# Your task
Tell how many lines of the entries below include the string "Rect". Respond with the number alone.

[Saved entries]
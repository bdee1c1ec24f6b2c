use ratatui::Frame;
use ratatui::layout::{Constraint, Rect};
use ratatui::style::Style;
use throbber_widgets_tui::WhichUse::Spin;
use throbber_widgets_tui::{BRAILLE_SIX, Throbber, ThrobberState};

use crate::Theme;
use crate::ui::Component;

/// Animated loading indicator, centered in its area.
#[derive(Default)]
pub struct Spinner {
    throbber_state: ThrobberState,
    label: Option<String>,
}

impl Spinner {
    pub fn new() -> Self {
        Self::default()
    }

    pub fn set_label(&mut self, label: impl Into<String>) {
        self.label = Some(label.into());
    }
}

impl Component for Spinner {
    type Output = ();

    fn on_tick(&mut self) {
        self.throbber_state.calc_next();
    }

    fn render(&mut self, frame: &mut Frame, area: Rect, theme: &Theme) {
        let mut throbber = Throbber::default()
            .throbber_set(BRAILLE_SIX)
            .use_type(Spin)
            .throbber_style(Style::default().fg(theme.lavender()))
            .style(Style::default().fg(theme.subtext1()));

        // throbber glyph, then a space before the label
        let mut width = 1u16;
        if let Some(label) = &self.label {
            width = width.saturating_add(u16::try_from(label.chars().count() + 1).unwrap_or(u16::MAX));
            throbber = throbber.label(label.clone());
        }

        let area = area.centered(Constraint::Length(width), Constraint::Length(1));
        frame.render_stateful_widget(throbber, area, &mut self.throbber_state);
    }
}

# Solution to this exercise
2